On Thursday, March 10, prominent journalist and immigrant rights activist Jose Antonio Vargas spoke to a crowd of students, staff and Northfield community members about the reality of being an undocumented immigrant in America. Vargas was hosted by St. Olaf’s Political Awareness Committee (PAC) as its spring speaker.
He began his lecture by explaining his story. Vargas was raised in the Philippines and sent by his mother to America when he was twelve.
“She told me I was going to Disneyland,” he said.
Upon his arrival in the United States, he joined his grandparents, who were already naturalized citizens, in Mountain View, Calif. with a false green card. When he was 16, he found out at the local DMV that his papers were fake. Throughout his schooling and well into his career, Vargas kept his illegal citizenship a secret. It wasn’t until 2011 that Vargas revealed his immigrant status in an issue of New York Times Magazine.
Vargas’s speech centered around the idea of American identity and how immigrants contribute to it and are affected by it. He addressed many of the misconceptions that Americans have about immigration. For example, he noted that many Europeans are living in the United States on an outdated visa or have stayed here illegally, but they are prosecuted far less than immigrants of color, especially Mexican immigrants.
Since he revealed his undocumented immigrant status to the world, Vargas has spent a lot of time fighting for the rights of undocumented immigrants and raising awareness about the immigration problem in the United States.
As part of his activism, Vargas has produced a number of documentaries. In 2010, he co-produced and wrote a film called “The Other City,” which shed light on the AIDS epidemic in Washington, D.C. PAC ran his newest documentary, called “White People,” in Viking Theater the day before Vargas’s speech. Directed by and starring Vargas, the film dissects white privilege. During his speech Vargas promoted a new project that he has been working on called #EmergingUS. The website and video commentary aim to discuss evolutions in American identity.

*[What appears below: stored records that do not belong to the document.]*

// src/items/make_dirs.rs

//! Create a directory chain inside an existing image directory

use super::stat_options::{StatOptions, build_stat_options};
use crate::error::{Error, Result};
use crate::subvol::{BuildAppliance, Subvolume};
use serde::{Deserialize, Serialize};
use std::path::{Component, Path, PathBuf};
use tracing::debug;

/// Default mode for newly created directories
pub const DEFAULT_DIR_MODE: u32 = 0o755;

#[derive(Debug, Clone, PartialEq, Eq, Serialize, Deserialize)]
pub struct MakeDirsItem {
    pub from_target: String,
    /// Existing image directory the new chain is created under
    pub into_dir: PathBuf,
    /// Relative chain of directories to create
    pub path_to_make: PathBuf,
    #[serde(flatten)]
    pub stat: StatOptions,
}

impl MakeDirsItem {
    pub fn new(
        from_target: impl Into<String>,
        into_dir: impl Into<PathBuf>,
        path_to_make: impl Into<PathBuf>,
    ) -> Self {
        Self {
            from_target: from_target.into(),
            into_dir: into_dir.into(),
            path_to_make: path_to_make.into(),
            stat: StatOptions::default(),
        }
    }

    pub fn with_stat(mut self, stat: StatOptions) -> Self {
        self.stat = stat;
        self
    }

    pub fn validate(&self) -> Result<()> {
        self.stat.validate()?;
        let plain = !self.path_to_make.as_os_str().is_empty()
            && self
                .path_to_make
                .components()
                .all(|c| matches!(c, Component::Normal(_) | Component::CurDir));
        if !plain {
            return Err(Error::InvalidItem(format!(
                "path_to_make '{}' must be a plain relative path",
                self.path_to_make.display()
            )));
        }
        Ok(())
    }

    /// Create every missing component; stat options go on the outermost
    /// newly created directory, recursively
    ///
    /// Directories that already exist keep their mode and ownership.
    pub fn build(&self, subvol: &Subvolume, appliance: Option<&BuildAppliance<'_>>) -> Result<()> {
        self.validate()?;
        if !subvol.is_dir(&self.into_dir)? {
            return Err(Error::InvalidItem(format!(
                "into_dir {} is not a directory in the image",
                self.into_dir.display()
            )));
        }

        let Some(outermost) = self.first_missing(subvol)? else {
            debug!(
                "{} already exists under {}",
                self.path_to_make.display(),
                self.into_dir.display()
            );
            return Ok(());
        };

        let full = subvol.path(self.into_dir.join(&self.path_to_make))?;
        subvol.run_as_root(
            [
                "mkdir".to_string(),
                "--parents".into(),
                full.to_string_lossy().into_owned(),
            ],
            &[],
        )?;

        let stat = self.stat.customized(DEFAULT_DIR_MODE);
        build_stat_options(&stat, subvol, &subvol.path(&outermost)?, appliance, false)
    }

    fn first_missing(&self, subvol: &Subvolume) -> Result<Option<PathBuf>> {
        let mut logical = self.into_dir.clone();
        for component in self.path_to_make.components() {
            logical.push(component);
            if !subvol.exists(&logical)? {
                return Ok(Some(logical));
            }
            if !subvol.is_dir(&logical)? {
                return Err(Error::InvalidItem(format!(
                    "{} exists and is not a directory",
                    Path::new("/").join(&logical).display()
                )));
            }
        }
        Ok(None)
    }
}

#[cfg(test)]
mod tests {
    use super::*;
    use crate::exec::RecordingExecutor;
    use std::fs;
    use std::sync::Arc;
    use tempfile::TempDir;

    fn setup() -> (TempDir, Arc<RecordingExecutor>, Subvolume) {
        let temp = TempDir::new().unwrap();
        fs::create_dir_all(temp.path().join("srv/www")).unwrap();
        let exec = Arc::new(RecordingExecutor::new());
        let sv = Subvolume::new(temp.path(), exec.clone());
        (temp, exec, sv)
    }

    #[test]
    fn test_stat_applies_to_outermost_new_dir() {
        let (temp, exec, sv) = setup();
        MakeDirsItem::new("t", "/srv", "www/static/css").build(&sv, None).unwrap();

        let root = temp.path().display();
        assert_eq!(
            exec.rendered(),
            vec![
                format!("mkdir --parents {}/srv/www/static/css", root),
                format!("chmod --recursive 0755 {}/srv/www/static", root),
                format!("chown --no-dereference --recursive root:root {}/srv/www/static", root),
            ]
        );
    }

    #[test]
    fn test_existing_chain_is_untouched() {
        let (_temp, exec, sv) = setup();
        MakeDirsItem::new("t", "/", "srv/www").build(&sv, None).unwrap();
        assert!(exec.calls().is_empty());
    }

    #[test]
    fn test_custom_stat() {
        let (temp, exec, sv) = setup();
        MakeDirsItem::new("t", "/srv", "cache")
            .with_stat(StatOptions::new(0o700, "nobody:nobody"))
            .build(&sv, None)
            .unwrap();
        let rendered = exec.rendered();
        assert!(rendered.contains(&format!("chmod --recursive 0700 {}/srv/cache", temp.path().display())));
        assert!(rendered.iter().any(|c| c.contains("nobody:nobody")));
    }

    #[test]
    fn test_rejects_file_in_chain_and_bad_paths() {
        let (temp, exec, sv) = setup();
        fs::write(temp.path().join("srv/file"), "x").unwrap();

        let err = MakeDirsItem::new("t", "/srv", "file/sub").build(&sv, None).unwrap_err();
        assert!(matches!(err, Error::InvalidItem(_)));
        assert!(MakeDirsItem::new("t", "/srv", "../etc").validate().is_err());
        assert!(MakeDirsItem::new("t", "/srv", "/etc").validate().is_err());
        assert!(MakeDirsItem::new("t", "/missing", "x").build(&sv, None).is_err());
        assert!(exec.calls().is_empty());
    }
}
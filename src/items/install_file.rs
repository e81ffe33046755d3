// src/items/install_file.rs

//! Copy a host file into the image

use super::stat_options::{StatOptions, build_stat_options};
use crate::error::{Error, Result};
use crate::subvol::{BuildAppliance, Subvolume};
use serde::{Deserialize, Serialize};
use std::os::unix::fs::PermissionsExt;
use std::path::{Path, PathBuf};

#[derive(Debug, Clone, PartialEq, Eq, Serialize, Deserialize)]
pub struct InstallFileItem {
    pub from_target: String,
    /// Host file to copy
    pub source: PathBuf,
    /// Image path to create; must not exist yet
    pub dest: PathBuf,
    #[serde(flatten)]
    pub stat: StatOptions,
}

impl InstallFileItem {
    pub fn new(from_target: impl Into<String>, source: impl Into<PathBuf>, dest: impl Into<PathBuf>) -> Self {
        Self {
            from_target: from_target.into(),
            source: source.into(),
            dest: dest.into(),
            stat: StatOptions::default(),
        }
    }

    pub fn with_stat(mut self, stat: StatOptions) -> Self {
        self.stat = stat;
        self
    }

    pub fn build(&self, subvol: &Subvolume, appliance: Option<&BuildAppliance<'_>>) -> Result<()> {
        let meta = std::fs::metadata(&self.source)?;
        if !meta.is_file() {
            return Err(Error::InvalidItem(format!(
                "install source {} is not a regular file",
                self.source.display()
            )));
        }

        let dest = subvol.path(&self.dest)?;
        if subvol.exists(&self.dest)? {
            return Err(Error::InvalidItem(format!(
                "install destination {} already exists",
                self.dest.display()
            )));
        }
        let parent = self.dest.parent().unwrap_or(Path::new("/"));
        if !subvol.is_dir(parent)? {
            return Err(Error::InvalidItem(format!(
                "install destination parent {} is not a directory",
                parent.display()
            )));
        }

        subvol.run_as_root(
            [
                "cp".to_string(),
                "--no-target-directory".into(),
                self.source.to_string_lossy().into_owned(),
                dest.to_string_lossy().into_owned(),
            ],
            &[],
        )?;

        let stat = self.stat.customized(default_mode(meta.permissions().mode()));
        build_stat_options(&stat, subvol, &dest, appliance, false)
    }
}

/// Read-only by default; executables stay executable
fn default_mode(source_mode: u32) -> u32 {
    if source_mode & 0o111 != 0 { 0o555 } else { 0o444 }
}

After his speech, students were allowed to ask questions. A couple of students brought up racial issues on St. Olaf’s campus and requested his input as to how to proceed with similar conversations.
“Your being silent, is it complicit to [racial injustice]?” Vargas asked. “When we question the incarceration rates and we question the drug laws, when we question all of that, I guess it appeals [to me] that we have to question that. But… if you can’t have these conversations at college, when are you going to have it? When? Are you going to have it when you’re working and maybe somebody would fire you?”
Vargas emphasized the importance of bringing conversations about race and identity into the classroom, rather than saving those conversations for optional extracurriculars.
“I actually think that we’re now getting to a point where [conversations about race and identity] should be a part of the curriculum. They should be a part of general studies,” Vargas said. “Conversations about race and identity, to me, are the heart of how people view themselves. To not try to deconstruct it and study it, to me, is a mistake.”
Vargas also encouraged students to find their own ways to push their own messages and activism.
“I feel like we’re living through the golden age of storytelling,” Vargas said. “But the struggle is, how do we actually tell stories to connect with people and not just tell a story to tell a story? I’m not in the whole ‘art for art’s sake’ camp. I feel like stories serve a purpose, and a really good storyteller knows what that purpose is.”